Banding Fix Effect fixes banding due to limited 8-bit color or highly compressed sources. Two presets are provided to fix banding in the sky due to 8-bit compression. The effect can also be used to mitigate the effect of pixelization due to excessive compression.
You can download the Win or Mac trial version as well as a sample project to test it out. The watermark will be removed once you pay and enter the activation code. The trial is full-featured except for the watermark.
This effect works with 16-bpc and 32-bpc color. The optimal usage will require 16-bit or 32-bpc and full resolution. In 32-bpc color, After Effects does not clip the video and allows the user to view any out-of-range data. In 8-bit mode, the effect cannot operate and you will not see any changes in output.
The filter detects regions that have banding and smooths the transition between the colors. Remember that film has infinite color gradation and will never show pixelization. The Banding Fix filter tries to mimic this property. To understand the effect, use the AE Levels filter to check the histogram before and after applying the Banding Fix filter.
Use the sky inside a new comp. The banding will often not be visible on 8-bit monitor but will show if you print or view on 10-bit or HDR screen.
To see the banding on your screen, add an adjustment layer with 2 levels effects and isolate the blue channel.
Before applying the effect, a frame with banding will show discrete steps. After the filter is applied, the gaps are “filled in”.
There are 2 presets to get you started, the “Sky Mild” will work for most, use the “Sky Strong” only where you can mask out the regions with banding.
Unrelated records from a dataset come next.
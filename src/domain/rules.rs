/// Move rules, truth-table driven.
///
/// Pure functions over the grid: they decide what a player move *would* do
/// without performing it. `sim::step` applies the decision.
///
/// ## Horizontal move (dx = ±1), target T = (px+dx, py)
/// ┌────────────────────────────────────────────┬──────────────┐
/// │ Condition (first match wins)                │ Outcome      │
/// ├────────────────────────────────────────────┼──────────────┤
/// │ T is edible (Air, Flux)                     │ Walk         │
/// │ T pushable, Resting, push rule holds        │ Push         │
/// │ T pushable otherwise                        │ Blocked      │
/// │ T is Key1 / Key2                            │ Unlock       │
/// │ Otherwise (wall, lock, off-grid)            │ Blocked      │
/// └────────────────────────────────────────────┴──────────────┘
///
/// ## Vertical move (dy = ±1)
/// Same table without the push rows: Stone and Box refuse vertical entry.
///
/// ## Push rule, object at (x, y) pushed by dx
/// ┌────────────────────────────┬──────────┐
/// │ (x+dx, y)   is Air          │ required │
/// │ (x+dx, y+1) is not Air      │ required │
/// └────────────────────────────┴──────────┘
/// Push depth is one: an object never pushes another object.

use super::grid::Grid;
use super::tile::{Lock, Passage};

/// Decided outcome of one player move.
#[derive(Clone, Copy, PartialEq, Eq, Debug)]
pub enum Move {
    Walk { to: (usize, usize) },
    /// Object at `from` goes to `to`; the player then takes `from`.
    Push { from: (usize, usize), to: (usize, usize) },
    /// Dissolve every matching lock, then walk onto the key at `to`.
    Unlock { lock: Lock, to: (usize, usize) },
    Blocked,
}

/// Can the object at (x, y) be pushed one cell by `dx`?
pub fn push_allowed(grid: &Grid, x: isize, y: isize, dx: isize) -> bool {
    grid.tile_at(x + dx, y).is_air() && !grid.tile_at(x + dx, y + 1).is_air()
}

pub fn resolve_horizontal(grid: &Grid, player: (usize, usize), dx: isize) -> Move {
    let (px, py) = (player.0 as isize, player.1 as isize);
    let (tx, ty) = (px + dx, py);
    // Off-grid targets read as Unbreakable and end up Blocked, so the casts
    // below only ever see in-bounds coordinates.
    match grid.tile_at(tx, ty).horizontal_passage() {
        Passage::Grant => Move::Walk { to: (tx as usize, ty as usize) },
        Passage::Push if push_allowed(grid, tx, ty, dx) => Move::Push {
            from: (tx as usize, ty as usize),
            to: ((tx + dx) as usize, ty as usize),
        },
        Passage::Push | Passage::Refuse => Move::Blocked,
        Passage::Unlock(lock) => Move::Unlock { lock, to: (tx as usize, ty as usize) },
    }
}

pub fn resolve_vertical(grid: &Grid, player: (usize, usize), dy: isize) -> Move {
    let (px, py) = (player.0 as isize, player.1 as isize);
    let (tx, ty) = (px, py + dy);
    match grid.tile_at(tx, ty).vertical_passage() {
        Passage::Grant => Move::Walk { to: (tx as usize, ty as usize) },
        Passage::Unlock(lock) => Move::Unlock { lock, to: (tx as usize, ty as usize) },
        Passage::Push | Passage::Refuse => Move::Blocked,
    }
}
The controls allow you to switch between RGB, HSL, YIQ and YUV colorspace. This effect can also be used to fix the banding show in Red and Blue colors due to YUV 4:2:0 compression.
Channel – Switch between RGB, HSL, YIQ and YUV colorspace. Default is RGB.
Layer Blend Ratio – Define the amount of effect you wish to use. At 100% the entire effect is active, and none at 0%. Default is 100%.
View Colorspace – The allows you to view the intermediate colorspace before it is converted to RGB for display. This is only useful for HSL, YIQ and YUV colorspace. Default is off.
Horizontal-Vertical Blend – The filter fixes the banding in horizontal and vertical direction in discrete steps and blends it together. You may choose non-default values for creative effects. Default is 50%.
The 3 sections indicate the 3 channels for the colorspace in use. For RGB, these are Red, Green and Blue. For HSL – Hue, Sat and Lightness. For YIQ – Luma, I-Chrominance and Q-Chrominance. For YUV – Luma, U-Chrominance and V-Chrominance.
Detection Limit – The minimum change in color to detect banding. The value is a percentage of the total color range i.e. 0-255 for 8-bit. Default is 20%
Detection threshold – Banding is indicated when a block of pixels is followed by another block with a certain change across their boundary. This value indicates minimum block size. Default is 4.
Horizontal Smoothing – Once banding is detected the edges are smoothed out to mimic the film color gradation. This value is the maximum number of pixels across horizontal block boundaries that should be used for smoothing.
Vertical Smoothing – Once banding is detected the edges are smoothed out to mimic the film color gradation. This value is the maximum number of pixels across horizontal block boundaries that should be used for smoothing.